[Saved entries]
'''

//! Batch input validation.
//!
//! Everything here runs before any file is read: target format resolution
//! against the per-mode allow-list, batch shape checks, and the PDF
//! pre-filter for the pdf-only modes. A rejection leaves zero partial work
//! behind.

use fileforge_core::{ConversionMode, OutputFormat, TargetSpec, UploadedFile};

/// Validation errors for a batch request
#[derive(Debug, thiserror::Error)]
pub enum ValidationError {
    #[error("No files uploaded")]
    EmptyBatch,

    #[error("Invalid output format '{format}' for {mode} (allowed: {})", allowed.join(", "))]
    InvalidFormat {
        mode: &'static str,
        format: String,
        allowed: Vec<String>,
    },

    #[error("No PDF files in the batch; {mode} requires at least one PDF")]
    NoMatchingFiles { mode: &'static str },

    #[error("File '{name}' too large: {size} bytes (max: {max} bytes)")]
    FileTooLarge { name: String, size: u64, max: u64 },

    #[error("Too many files: {count} (max: {max})")]
    TooManyFiles { count: usize, max: usize },

    #[error("Combined input too large: {total} bytes (max: {max} bytes)")]
    BatchTooLarge { total: u64, max: u64 },
}

/// Resolve the requested output format against the mode's allow-list.
///
/// Fails fast with the full allow-list in the message, before any file is
/// touched.
pub fn resolve_target(
    mode: ConversionMode,
    raw_format: Option<&str>,
) -> Result<TargetSpec, ValidationError> {
    let allowed = || {
        mode.allowed_formats()
            .iter()
            .map(|f| f.extension().to_string())
            .collect::<Vec<_>>()
    };

    let output_format = match raw_format {
        Some(raw) => {
            let format = OutputFormat::parse(raw).map_err(|_| ValidationError::InvalidFormat {
                mode: mode.as_str(),
                format: raw.to_string(),
                allowed: allowed(),
            })?;
            if !mode.allowed_formats().contains(&format) {
                return Err(ValidationError::InvalidFormat {
                    mode: mode.as_str(),
                    format: raw.to_string(),
                    allowed: allowed(),
                });
            }
            format
        }
        None => match mode.default_format() {
            Some(format) => format,
            None => {
                return Err(ValidationError::InvalidFormat {
                    mode: mode.as_str(),
                    format: "<missing>".to_string(),
                    allowed: allowed(),
                })
            }
        },
    };

    Ok(TargetSpec {
        mode,
        output_format,
    })
}

/// Batch shape validator
///
/// Holds the boundary ceilings from configuration. The PDF pre-filter for
/// pdf-only modes discards non-matching files without generating per-item
/// failures; their temporary storage stays in the janitor's ledger and is
/// released at request end.
pub struct BatchValidator {
    max_file_size: u64,
    max_files: usize,
    combine_max_total: u64,
}

impl BatchValidator {
    pub fn new(max_file_size: u64, max_files: usize, combine_max_total: u64) -> Self {
        Self {
            max_file_size,
            max_files,
            combine_max_total,
        }
    }

    /// Validate the batch shape and apply the mode's file filter.
    ///
    /// Returns the accepted files in submission order. Filtered-out files
    /// are logged and dropped here, not failed.
    pub fn validate(
        &self,
        mode: ConversionMode,
        files: Vec<UploadedFile>,
    ) -> Result<Vec<UploadedFile>, ValidationError> {
        if files.is_empty() {
            return Err(ValidationError::EmptyBatch);
        }

        if files.len() > self.max_files {
            return Err(ValidationError::TooManyFiles {
                count: files.len(),
                max: self.max_files,
            });
        }

        for file in &files {
            if file.size_bytes > self.max_file_size {
                return Err(ValidationError::FileTooLarge {
                    name: file.declared_name.clone(),
                    size: file.size_bytes,
                    max: self.max_file_size,
                });
            }
        }

        if mode == ConversionMode::Combine {
            let total: u64 = files.iter().map(|f| f.size_bytes).sum();
            if total > self.combine_max_total {
                return Err(ValidationError::BatchTooLarge {
                    total,
                    max: self.combine_max_total,
                });
            }
        }

        if mode.pdf_only() {
            let (accepted, filtered): (Vec<_>, Vec<_>) =
                files.into_iter().partition(UploadedFile::declared_as_pdf);

            for file in &filtered {
                tracing::debug!(
                    name = %file.declared_name,
                    mime = %file.declared_mime,
                    mode = mode.as_str(),
                    "Skipping non-PDF file"
                );
            }

            if accepted.is_empty() {
                return Err(ValidationError::NoMatchingFiles {
                    mode: mode.as_str(),
                });
            }

            return Ok(accepted);
        }

        Ok(files)
    }
}
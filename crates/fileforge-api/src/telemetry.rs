//! Tracing initialization.

use fileforge_core::Config;
use tracing_subscriber::{layer::SubscriberExt, util::SubscriberInitExt, EnvFilter};

/// Install the global tracing subscriber.
///
/// `RUST_LOG` overrides the default filter; production defaults to `info`,
/// everything else to `debug` for this crate and `info` elsewhere.
pub fn init_telemetry(config: &Config) {
    let default_filter = if config.is_production() {
        "info"
    } else {
        "info,fileforge_api=debug,fileforge_processing=debug"
    };

    let filter =
        EnvFilter::try_from_default_env().unwrap_or_else(|_| EnvFilter::new(default_filter));

    tracing_subscriber::registry()
        .with(filter)
        .with(tracing_subscriber::fmt::layer())
        .init();

    tracing::info!(environment = %config.environment, "Telemetry initialized");
}
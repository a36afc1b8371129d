//! PDF page rasterization via the system pdfium library.
//!
//! pdfium is a native dependency that may be absent from the host. Binding
//! happens per call inside the blocking task (the bindings are not `Send`),
//! and an unbindable library surfaces as `Ok(None)` so callers can degrade
//! instead of failing the whole item.

use anyhow::{Context, Result};
use image::DynamicImage;
use pdfium_render::prelude::*;

/// Availability probe for the rasterization backend.
pub struct RasterBackend;

impl RasterBackend {
    /// Whether a system pdfium library can be bound. Used for startup
    /// logging; the answer is advisory, not cached.
    pub fn available() -> bool {
        Pdfium::bind_to_system_library().is_ok()
    }
}

/// One rasterized PDF page.
pub struct RasterPage {
    /// Zero-based page index.
    pub index: usize,
    pub image: DynamicImage,
}

/// Rasterize every page of a PDF.
///
/// Pages are rendered so that the longest side does not exceed
/// `max_dimension` pixels. Returns `Ok(None)` when no pdfium library can be
/// bound on this host.
pub async fn rasterize_pdf(data: Vec<u8>, max_dimension: u32) -> Result<Option<Vec<RasterPage>>> {
    tokio::task::spawn_blocking(move || rasterize_blocking(&data, max_dimension))
        .await
        .context("Rasterization task panicked")?
}

fn rasterize_blocking(data: &[u8], max_dimension: u32) -> Result<Option<Vec<RasterPage>>> {
    let bindings = match Pdfium::bind_to_system_library() {
        Ok(bindings) => bindings,
        Err(e) => {
            tracing::warn!(error = %e, "pdfium unavailable, rasterization disabled");
            return Ok(None);
        }
    };
    let pdfium = Pdfium::new(bindings);

    let document = pdfium
        .load_pdf_from_byte_slice(data, None)
        .context("Failed to open PDF for rasterization")?;

    let render_config = PdfRenderConfig::new()
        .set_target_width(max_dimension as i32)
        .set_maximum_height(max_dimension as i32);

    let mut pages = Vec::new();
    for (index, page) in document.pages().iter().enumerate() {
        let bitmap = page
            .render_with_config(&render_config)
            .with_context(|| format!("Failed to render page {}", index + 1))?;
        pages.push(RasterPage {
            index,
            image: bitmap.as_image(),
        });
    }

    Ok(Some(pages))
}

'''

● **TASK DETAILS**:
Report the lines above that contain "TooManyFiles".

● **RESULT OF THIS EXERCISE**:
    TooManyFiles { count: usize, max: usize },
            return Err(ValidationError::TooManyFiles {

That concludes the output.